Comment obtenir la protection fonctionnelle ?
Depuis la loi du 21 mars 2024, on distingue deux situations pour octroyer la protection fonctionnelle. D’une part, celle dans laquelle l’élu fait l’objet de poursuites pénales[2]. Dans cette situation, les modalités d’octroi de la protection fonctionnelle restent inchangées. Ainsi, son octroi n’est pas explicitement assujetti à une demande préalable de l’élu intéressé par les textes. Néanmoins, l’élu concerné ne pourra se prévaloir d’un quelconque refus de la collectivité s’il n’a pas formulé de demande en ce sens, de sorte que cette demande s’impose généralement en pratique, ne serait-ce que pour définir le champ précis de la demande de protection. Partant, un courrier sera adressé au Maire par l’élu poursuivi ou, si le Maire est poursuivi pénalement, à l’élu le suppléant.
Cette demande doit conduire à l’inscription à l’ordre du jour de la plus prochaine séance du conseil municipal de l’octroi de la protection fonctionnelle sollicitée. La protection ne peut être accordée à un élu que par délibération de l’organe délibérant de la collectivité[3]. Il en va de même pour le refus de la protection fonctionnelle : le juge administratif censure ainsi le refus opposé par un maire à l’octroi de la protection fonctionnelle d’un ancien élu, au motif qu’il n’était pas compétent pour prendre une telle décision[4]. Notons encore que la Cour administrative d’appel de Versailles a, à cette occasion, précisé que le maire ne peut faire obstacle à l’inscription à l’ordre du jour de la demande de protection fonctionnelle[5]. Toutefois, en pratique, on voit difficilement comment contraindre le maire à une telle inscription sauf à ce que le préfet ou le tiers des membres du conseil municipal lui en fasse la demande expresse. L’on précisera, enfin, que l’élu concerné par la demande de protection fonctionnelle ne peut participer au conseil délibérant sur sa demande, ce qui non seulement entache la décision d’illégalité, mais expose également l’intéressé à un risque de conflit d’intérêt et à des poursuites pour prise illégale d’intérêt[6].

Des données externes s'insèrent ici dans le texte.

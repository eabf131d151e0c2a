//! SegmentTemplate resolution: URI-template expansion against either an explicit
//! SegmentTimeline or a fixed `@duration`, producing the representation's segment references.

use std::sync::Arc;

use tracing::warn;
use url::Url;

use crate::dash::context::Context;
use crate::dash::resolve_uris;
use crate::dash::source::{EagerSource, SegmentIndexSource};
use crate::dash::template::{self, TemplateValues};
use crate::media::segment::{InitSegmentReference, MediaQuality, SegmentReference, GAP_TOLERANCE};
use crate::media::timeline::PresentationTimeline;
use crate::mpd;
use crate::{Error, Result};

/// One expanded timeline entry. `start`/`end` are seconds relative to the period start;
/// `unscaled_start` is in timescale units (presentation-time-offset already subtracted) and
/// feeds `$Time$` substitution.
#[derive(Debug, Clone, PartialEq)]
pub struct TimelineEntry {
    pub start: f64,
    pub end: f64,
    pub unscaled_start: i64,
}

/// Expand a SegmentTimeline's `S` elements. `period_duration` bounds a trailing negative
/// repeat; entries whose timing cannot be established are dropped with a warning.
pub fn expand_timeline(
    segments: &[mpd::S],
    timescale: u64,
    unscaled_pto: u64,
    period_duration: Option<f64>,
) -> Vec<TimelineEntry> {
    let timescale = timescale.max(1) as f64;
    let pto = unscaled_pto as i64;
    let mut entries: Vec<TimelineEntry> = Vec::new();
    let mut last_end: i64 = -pto;

    for (i, s) in segments.iter().enumerate() {
        let Some(d) = s.d else {
            warn!("S element is missing @d; dropping it and all subsequent entries");
            break;
        };
        let d = d as i64;
        let mut start = match s.t {
            Some(t) => t as i64 - pto,
            None => last_end,
        };
        let mut repeat = s.r.unwrap_or(0);

        if repeat < 0 {
            match segments.get(i + 1) {
                Some(next) => match next.t {
                    Some(next_t) => {
                        let next_start = next_t as i64 - pto;
                        if start >= next_start {
                            warn!("S@r repeats past the next S element; dropping the remainder");
                            break;
                        }
                        repeat = ((next_start - start) as f64 / d as f64).ceil() as i64 - 1;
                    }
                    None => {
                        warn!("S@r is negative but the next S has no @t; dropping the remainder");
                        break;
                    }
                },
                None => {
                    let Some(period_duration) = period_duration.filter(|d| d.is_finite()) else {
                        warn!("S@r is negative on the last S and the period is unbounded; dropping it");
                        break;
                    };
                    let period_units = period_duration * timescale;
                    repeat = ((period_units - start as f64) / d as f64).ceil() as i64 - 1;
                }
            }
        }

        // Stretch the previous entry up to this start rather than leaving a gap or overlap, and
        // note anything at or above the tolerance.
        if let Some(previous) = entries.last_mut() {
            let delta = (start - last_end).abs() as f64 / timescale;
            if delta >= GAP_TOLERANCE {
                warn!(gap_seconds = delta, "SegmentTimeline has a gap/overlap between S elements");
            }
            previous.end = start as f64 / timescale;
        }

        for _ in 0..=repeat {
            let end = start + d;
            entries.push(TimelineEntry {
                start: start as f64 / timescale,
                end: end as f64 / timescale,
                unscaled_start: start,
            });
            start = end;
            last_end = end;
        }
    }
    entries
}

/// Build the segment-index source for a representation addressed by SegmentTemplate.
pub fn create_source(
    ctx: &Context,
    timeline: &PresentationTimeline,
    rep_id: &str,
) -> Result<(SegmentIndexSource, Option<Arc<InitSegmentReference>>)> {
    let st = ctx
        .inherited_segment_template()
        .cloned()
        .ok_or_else(|| Error::NoSegmentInfo(rep_id.to_string()))?;

    let timescale = st.timescale.unwrap_or(1).max(1);
    let unscaled_pto = st.presentationTimeOffset.unwrap_or(0);
    let pto_seconds = unscaled_pto as f64 / timescale as f64;
    let period_start = ctx.period_info.start;
    let period_end = ctx.period_info.end();
    let timestamp_offset = period_start - pto_seconds;

    let init_segment = create_init_segment(ctx, st.initialization.as_deref(), rep_id);

    let media = st
        .media
        .as_deref()
        .ok_or_else(|| Error::NoSegmentInfo(rep_id.to_string()))?;

    let mut start_number = st.startNumber.unwrap_or(1);
    if start_number == 0 {
        warn!("SegmentTemplate@startNumber of 0 is not allowed; treating it as 1");
        start_number = 1;
    }

    let media_uris = |number: u64, time: i64| -> Vec<Url> {
        let path = template::fill(
            media,
            &TemplateValues {
                representation_id: Some(rep_id),
                number: Some(number),
                bandwidth: Some(ctx.bandwidth),
                time: Some(time.max(0) as u64),
            },
        );
        resolve_uris(ctx.base_urls(), &path)
    };

    let mut references = Vec::new();
    if let Some(segment_timeline) = &st.SegmentTimeline {
        let entries = expand_timeline(
            &segment_timeline.segments,
            timescale,
            unscaled_pto,
            ctx.period_info.duration,
        );
        for (position, entry) in entries.iter().enumerate() {
            references.push(SegmentReference::new(
                period_start + entry.start,
                period_start + entry.end,
                media_uris(start_number + position as u64, entry.unscaled_start),
                0,
                None,
                init_segment.clone(),
                timestamp_offset,
                period_start,
                period_end,
            ));
        }
    } else {
        let unscaled_duration = st
            .duration
            .ok_or_else(|| Error::NoSegmentInfo(rep_id.to_string()))?;
        let segment_duration = unscaled_duration / timescale as f64;

        // Which positions (0-based from the period start) are currently addressable: the whole
        // period when its duration is known, otherwise the live availability window.
        let (first_position, last_position) = if let Some(duration) = ctx.period_info.duration {
            let total = (duration / segment_duration).ceil() as u64;
            if total == 0 {
                return Err(Error::NoSegmentInfo(rep_id.to_string()));
            }
            (0, total - 1)
        } else {
            let window_start = timeline.segment_availability_start();
            let window_end = timeline.segment_availability_end();
            if !window_end.is_finite() {
                // neither a period duration nor a bounded availability window: the segment run
                // cannot be enumerated
                return Err(Error::NoSegmentInfo(rep_id.to_string()));
            }
            let first = ((window_start - period_start).max(0.0) / segment_duration).floor() as u64;
            let last_time = window_end - period_start;
            if last_time < segment_duration {
                return Ok((
                    SegmentIndexSource::Eager(EagerSource {
                        references: Vec::new(),
                        period_start,
                        period_end,
                    }),
                    init_segment,
                ));
            }
            let last = (last_time / segment_duration).floor() as u64 - 1;
            (first.min(last), last)
        };

        for position in first_position..=last_position {
            let start = period_start + position as f64 * segment_duration;
            let end = start + segment_duration;
            let unscaled_time = (position as f64 * unscaled_duration) as i64;
            references.push(SegmentReference::new(
                start,
                end,
                media_uris(start_number + position, unscaled_time),
                0,
                None,
                init_segment.clone(),
                timestamp_offset,
                period_start,
                period_end,
            ));
        }
    }

    Ok((
        SegmentIndexSource::Eager(EagerSource {
            references,
            period_start,
            period_end,
        }),
        init_segment,
    ))
}

/// Resolve the `@initialization` template into an init-segment reference carrying the stream's
/// quality attributes.
fn create_init_segment(
    ctx: &Context,
    initialization: Option<&str>,
    rep_id: &str,
) -> Option<Arc<InitSegmentReference>> {
    let template = initialization?;
    let path = template::fill(
        template,
        &TemplateValues {
            representation_id: Some(rep_id),
            bandwidth: Some(ctx.bandwidth),
            number: None,
            time: None,
        },
    );
    let uris = resolve_uris(ctx.base_urls(), &path);
    let mut init = InitSegmentReference::new(uris, 0, None);
    init.quality = MediaQuality {
        bandwidth: ctx.bandwidth,
        codecs: ctx.inherit(|f| f.codecs.as_deref()).unwrap_or_default().to_string(),
        width: ctx.inherit(|f| f.width.as_ref()).copied(),
        height: ctx.inherit(|f| f.height.as_ref()).copied(),
        frame_rate: ctx.inherit(|f| f.frame_rate.as_ref()).copied(),
        sampling_rate: ctx.inherit(|f| f.sampling_rate.as_ref()).copied(),
        channel_count: ctx.inherit(|f| f.channel_count.as_ref()).copied(),
    };
    Some(Arc::new(init))
}
//! The late factory behind `Stream::create_segment_index`. Each representation's resolver leaves
//! behind one of these, capturing everything needed to build the index on demand: either the
//! references themselves (SegmentList, SegmentTemplate) or the coordinates of an on-media index
//! to fetch and parse (SegmentBase with SIDX or WebM Cues).

use std::sync::Arc;

use url::Url;

use crate::fetch::{self, HttpClient};
use crate::media::segment::{InitSegmentReference, SegmentIndex, SegmentReference};
use crate::mp4::sidx::{self, SidxContext};
use crate::webm::{self, WebmContext};
use crate::Result;

#[derive(Debug, Clone, Copy, PartialEq, Eq)]
pub enum Container {
    Mp4,
    Webm,
}

/// References fully known at parse time.
#[derive(Debug, Clone)]
pub struct EagerSource {
    pub references: Vec<SegmentReference>,
    pub period_start: f64,
    pub period_end: f64,
}

/// An index that lives inside the media container and must be fetched by byte range.
#[derive(Debug, Clone)]
pub struct SegmentBaseSource {
    pub media_uris: Vec<Url>,
    pub index_start: u64,
    pub index_end: u64,
    pub init_segment: Arc<InitSegmentReference>,
    pub container: Container,
    pub timestamp_offset: f64,
    pub period_start: f64,
    pub period_end: f64,
}

#[derive(Debug, Clone)]
pub enum SegmentIndexSource {
    SegmentBase(Box<SegmentBaseSource>),
    Eager(EagerSource),
    /// Text/image streams served without a segment source.
    TextInline,
}

impl SegmentIndexSource {
    pub async fn create(&self, client: &HttpClient) -> Result<SegmentIndex> {
        match self {
            SegmentIndexSource::Eager(source) => {
                let mut index = SegmentIndex::new(source.references.clone());
                index.fit(source.period_start, source.period_end, true);
                index.check_gaps();
                Ok(index)
            }
            SegmentIndexSource::TextInline => Ok(SegmentIndex::default()),
            SegmentIndexSource::SegmentBase(source) => {
                let index_bytes = fetch::fetch_range(
                    client,
                    &source.media_uris[0],
                    source.index_start,
                    Some(source.index_end),
                )
                .await?;
                let references = match source.container {
                    Container::Mp4 => sidx::parse(
                        &index_bytes,
                        &SidxContext {
                            sidx_offset: source.index_start,
                            uris: source.media_uris.clone(),
                            init_segment: Some(source.init_segment.clone()),
                            timestamp_offset: source.timestamp_offset,
                            append_window_start: source.period_start,
                            append_window_end: source.period_end,
                        },
                    )?,
                    Container::Webm => {
                        // the Cues need Info (timecode scale, duration) from the init segment
                        let init = &source.init_segment;
                        let init_bytes = fetch::fetch_range(
                            client,
                            &init.uris[0],
                            init.start_byte,
                            init.end_byte,
                        )
                        .await?;
                        webm::parse(
                            &index_bytes,
                            &init_bytes,
                            &WebmContext {
                                uris: source.media_uris.clone(),
                                init_segment: Some(source.init_segment.clone()),
                                timestamp_offset: source.timestamp_offset,
                                append_window_start: source.period_start,
                                append_window_end: source.period_end,
                            },
                        )?
                    }
                };
                let mut index = SegmentIndex::new(references);
                index.fit(source.period_start, source.period_end, true);
                index.check_gaps();
                Ok(index)
            }
        }
    }
}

D’autre part, les modalités d’octroi de la protection fonctionnelle dans la situation où l’élu est victime ont été considérablement refondues par la loi du 21 mars 2024[7]. Auparavant, le conseil municipal était aussi seul compétent pour octroyer la protection fonctionnelle. Désormais, le 3ème alinéa de l’article L. 2123-35 du Code général des collectivités territoriales prévoit que l’élu en question doit formaliser une demande au maire ou, s’il s’agit du maire, à l’élu le suppléant. Ainsi, il apparait que le législateur remet en cause la jurisprudence selon laquelle il n’était pas nécessaire qu’une demande écrite formalisée soit adressée[8]. Bien plus, un accusé de réception de cette demande doit être remis à l’expéditeur. Cet accusé de réception est d’autant plus nécessaire qu’il marque le point de départ du délai de 5 jours au terme duquel l’élu sera réputé bénéficier de la protection fonctionnelle à la condition que le maire ou l’élu le suppléant ait accompli deux diligences dans ce laps de temps. Il s’agit, d’une part, de transmettre la demande au préfet de département, à travers une télétransmission dans des conditions identiques à celles mises en œuvre dans le cadre du contrôle de légalité[9] et, d’autre part, d’informer les membres du conseil municipal. S’agissant de cette information, le législateur n’a apporté aucune précision sur les modalités selon lesquelles elle devrait être faite. De sorte que le maire ou l’élu le suppléant semble jouir d’une totale marge de manœuvre. On pourrait notamment penser, afin de se ménager la preuve de la délivrance d’une telle information, à l’utilisation de la plateforme sécurisée de communication des documents aux élus préalablement aux séances du conseil municipal. A défaut de réaliser ces diligences dans le délai de 5 jours à compter de l’accusé de réception de la demande, l’élu est réputé bénéficier de la protection fonctionnelle dès lors que la télétransmission et l’information ont été réalisées. Il semble donc que si ces diligences ne sont pas réalisées dans un même temps, seule la réalisation de la seconde diligence ouvre le droit à la protection fonctionnelle.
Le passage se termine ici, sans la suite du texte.